Soudain le téléphone sonne et vibre.
Bertha est une petite femme joufflue et trapue. D’une main leste elle attrape le combiné avec ses petits doigts grassouillets.
Allo fit elle avec une voix mielleuse « Agence CALIN, CALINE « bonjour !
Ho monsieur Hermann, elle écoutait la bouche ouverte. Elle hoche de la tête.
Voulez-vous Catherine ?
Ne quittez pas je me renseigne. Elle pianote sur le clavier de son ordinateur, tout en tenant le combiné entre l’oreille et l’épaule.
Oh ! Oh ! fait-elle, désolé Mr Hermann. Catherine n’est pas disponible. Avec son grand sourire commercial que l’interlocuteur ne pouvait pas voir.
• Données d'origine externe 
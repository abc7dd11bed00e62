// Copyright 2025 the VizIR Authors
// SPDX-License-Identifier: Apache-2.0 OR MIT

//! Element builders.
//!
//! Each content family has a [`ContentBuilder`]: a closed tag registry, a lookup from tag to
//! content, and a modifier family. Building an element looks up its tag, builds the content,
//! then folds the element's modifier chain onto it.

use core::fmt::Debug;

use vizir_charts::{
    AreaMark, BarMark, ChartContent, ContentNode, LineMark, PointMark, RectangleMark, RuleMark,
    ViewRoot, ViewTemplate,
};

use crate::context::BuilderContext;
use crate::dom::{Element, Node};
use crate::error::{Diagnostic, Family};
use crate::marks::resolve_mark;
use crate::modifier::{ContentDescriptor, ModifierDescriptor, apply_modifiers, decode_chain};
use crate::registry::ContentTag;

/// Builds one content family from elements.
pub(crate) trait ContentBuilder {
    /// The content this family produces.
    type Content: ContentNode;
    /// The family's tag registry.
    type Tag: Copy + Debug;
    /// The family's modifier descriptors.
    type Modifier: ModifierDescriptor<Modifier = <Self::Content as ContentNode>::Modifier>;

    /// Family used in diagnostics.
    const FAMILY: Family;

    /// Looks up a tag in the family's registry.
    fn tag(name: &str) -> Option<Self::Tag>;

    /// Builds content for a known tag, before modifiers.
    fn lookup(tag: Self::Tag, element: &Element, ctx: &BuilderContext<'_>) -> Self::Content;
}

/// Builds one element, including its modifier chain.
pub(crate) fn build_element<B: ContentBuilder>(
    element: &Element,
    ctx: &BuilderContext<'_>,
) -> B::Content {
    let Some(tag) = B::tag(&element.tag) else {
        ctx.report(Diagnostic::UnsupportedElement {
            family: B::FAMILY,
            tag: element.tag.clone(),
        });
        return if ctx.options().keep_unsupported {
            B::Content::unsupported(&element.tag)
        } else {
            B::Content::empty()
        };
    };
    tracing::debug!(family = %B::FAMILY, ?tag, "building element");
    let content = B::lookup(tag, element, ctx);
    let modifiers = decode_chain::<B::Modifier>(element, ctx);
    apply_modifiers(content, modifiers)
}

/// Builds a node list in document order. Text nodes and template content are skipped.
pub(crate) fn build_nodes<B: ContentBuilder>(
    nodes: &[Node],
    ctx: &BuilderContext<'_>,
) -> B::Content {
    build_all::<B, _>(
        nodes
            .iter()
            .filter_map(Node::as_element)
            .filter(|element| element.template_key().is_none()),
        ctx,
    )
}

/// Builds the flow children of `element`.
pub(crate) fn build_children<B: ContentBuilder>(
    element: &Element,
    ctx: &BuilderContext<'_>,
) -> B::Content {
    build_all::<B, _>(element.flow_children(), ctx)
}

/// Builds the children of `element` carrying template key `key`.
///
/// A key no child carries is reported and builds empty content.
pub(crate) fn build_template<B: ContentBuilder>(
    element: &Element,
    key: &str,
    ctx: &BuilderContext<'_>,
) -> B::Content {
    let mut children = element.template_children(key).peekable();
    if children.peek().is_none() {
        ctx.report(Diagnostic::MissingTemplate { key: key.to_owned() });
        return B::Content::empty();
    }
    build_all::<B, _>(children, ctx)
}

fn build_all<'a, B: ContentBuilder, I: Iterator<Item = &'a Element>>(
    elements: I,
    ctx: &BuilderContext<'_>,
) -> B::Content {
    elements.fold(B::Content::empty(), |acc, element| {
        acc.concat(build_element::<B>(element, ctx))
    })
}

/// Collects the children of `element` carrying template key `key` as opaque view content.
///
/// A key no child carries is reported and yields an empty view.
pub(crate) fn view_template(
    element: &Element,
    key: &str,
    ctx: &BuilderContext<'_>,
) -> ViewTemplate {
    let roots: Vec<ViewRoot> = element
        .template_children(key)
        .map(|child| ViewRoot::Element(child.tag.clone()))
        .collect();
    if roots.is_empty() {
        ctx.report(Diagnostic::MissingTemplate { key: key.to_owned() });
    }
    ViewTemplate {
        key: Some(key.to_owned()),
        roots,
    }
}

/// Collects every child node of `element` as opaque view content.
///
/// Returns `None` when there are no element children and no non-blank text.
pub(crate) fn view_children(element: &Element) -> Option<ViewTemplate> {
    let roots: Vec<ViewRoot> = element
        .children
        .iter()
        .filter_map(|node| match node {
            Node::Element(child) => Some(ViewRoot::Element(child.tag.clone())),
            Node::Text(text) if !text.trim().is_empty() => Some(ViewRoot::Text(text.clone())),
            Node::Text(_) => None,
        })
        .collect();
    (!roots.is_empty()).then_some(ViewTemplate { key: None, roots })
}

/// Builds chart content: marks and plots.
#[derive(Debug)]
pub(crate) enum ChartContentBuilder {}

impl ContentBuilder for ChartContentBuilder {
    type Content = ChartContent;
    type Tag = ContentTag;
    type Modifier = ContentDescriptor;

    const FAMILY: Family = Family::ChartContent;

    fn tag(name: &str) -> Option<ContentTag> {
        ContentTag::from_tag(name)
    }

    fn lookup(tag: ContentTag, element: &Element, ctx: &BuilderContext<'_>) -> ChartContent {
        match tag {
            ContentTag::Plot => {
                ChartContent::Plot(build_children::<Self>(element, ctx).into_items())
            }
            ContentTag::AreaMark => resolve_mark::<AreaMark>(element, ctx),
            ContentTag::BarMark => resolve_mark::<BarMark>(element, ctx),
            ContentTag::LineMark => resolve_mark::<LineMark>(element, ctx),
            ContentTag::PointMark => resolve_mark::<PointMark>(element, ctx),
            ContentTag::RectangleMark => resolve_mark::<RectangleMark>(element, ctx),
            ContentTag::RuleMark => resolve_mark::<RuleMark>(element, ctx),
        }
    }
}

#[cfg(test)]
mod tests {
    use vizir_charts::{ContentModifier, Mark};

    use super::*;
    use crate::context::ResolveOptions;

    fn bar(x: &str) -> Element {
        Element::new("BarMark")
            .with_attribute("x", x)
            .with_attribute("x:label", "Day")
            .with_attribute("y", "1")
            .with_attribute("y:label", "Count")
    }

    fn build(nodes: &[Node], options: &ResolveOptions) -> (ChartContent, Vec<Diagnostic>) {
        let ctx = BuilderContext::new(options);
        let content = build_nodes::<ChartContentBuilder>(nodes, &ctx);
        let resolved = ctx.finish(content);
        (resolved.value, resolved.diagnostics)
    }

    #[test]
    fn unknown_tags_become_unsupported_placeholders() {
        let options = ResolveOptions::new().with_log_diagnostics(false);
        let nodes: [Node; 2] = [bar("Mon").into(), Element::new("PieMark").into()];
        let (content, diagnostics) = build(&nodes, &options);
        assert!(matches!(
            content.items(),
            [ChartContent::Mark(_), ChartContent::Unsupported { tag }] if tag == "PieMark"
        ));
        assert_eq!(
            diagnostics,
            vec![Diagnostic::UnsupportedElement {
                family: Family::ChartContent,
                tag: "PieMark".into(),
            }]
        );

        let options = options.with_keep_unsupported(false);
        let (content, _) = build(&nodes, &options);
        assert!(matches!(content, ChartContent::Mark(_)));
    }

    #[test]
    fn text_and_template_nodes_are_not_content() {
        let options = ResolveOptions::new().with_log_diagnostics(false);
        let nodes = [
            Node::Text("  ".into()),
            bar("Mon").with_attribute("template", "spare").into(),
            bar("Tue").into(),
        ];
        let (content, diagnostics) = build(&nodes, &options);
        assert!(diagnostics.is_empty(), "{diagnostics:?}");
        assert_eq!(content.marks().len(), 1);
    }

    #[test]
    fn plots_group_their_children_and_take_modifiers() {
        let options = ResolveOptions::new().with_log_diagnostics(false);
        let plot = Element::new("Plot")
            .with_attribute("modifiers", r#"[{"type":"opacity","opacity":0.5}]"#)
            .with_child(bar("Mon"))
            .with_child(bar("Tue"));
        let (content, diagnostics) = build(&[Node::from(plot)], &options);
        assert!(diagnostics.is_empty(), "{diagnostics:?}");
        let (modifiers, inner) = content.peel_modifiers();
        assert_eq!(modifiers, vec![&ContentModifier::Opacity(0.5)]);
        let ChartContent::Plot(items) = inner else {
            panic!("expected a plot, got {inner:?}");
        };
        assert_eq!(items.len(), 2);
        assert!(items.iter().all(|item| matches!(item, ChartContent::Mark(Mark::Bar(_)))));
    }

    #[test]
    fn missing_templates_build_nothing() {
        let options = ResolveOptions::new().with_log_diagnostics(false);
        let ctx = BuilderContext::new(&options);
        let content = build_template::<ChartContentBuilder>(&bar("Mon"), "nope", &ctx);
        assert!(content.is_empty());
        assert_eq!(
            ctx.finish(()).diagnostics,
            vec![Diagnostic::MissingTemplate { key: "nope".into() }]
        );
    }

    #[test]
    fn view_children_keep_elements_and_text_in_order() {
        let element = Element::new("AxisValueLabel")
            .with_text("\n  ")
            .with_child(Element::new("Image"))
            .with_text("km");
        let view = view_children(&element).unwrap();
        assert_eq!(
            view.roots,
            vec![ViewRoot::Element("Image".into()), ViewRoot::Text("km".into())]
        );
        assert_eq!(view_children(&Element::new("AxisValueLabel")), None);
    }
}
Elle ajoute, par contre, j’ai une nouvelle, elle est jeune et charmante. Elle est d’un genre que vous aimerez ! Elle vivait la conversation d’une façon expressive.
Un bon client comme vous, pensez. Ce soir 21 H ! C’est entendu, bonsoir Mr Hermann.
Elle raccroche avec un large sourire commercial.
La montre du tableau de bord de la voiture de luxe indiquait 20 H 55. La Mercédès bronze palace s’arrête .Avenue Foch à Paris, elle se range dans un créneau. Une jeune femme d’un mètre soixante-dix très mince, des longs cheveux bruns lui coulaient sur les épaules, enveloppées d’un manteau de fourrure, sort de la voiture.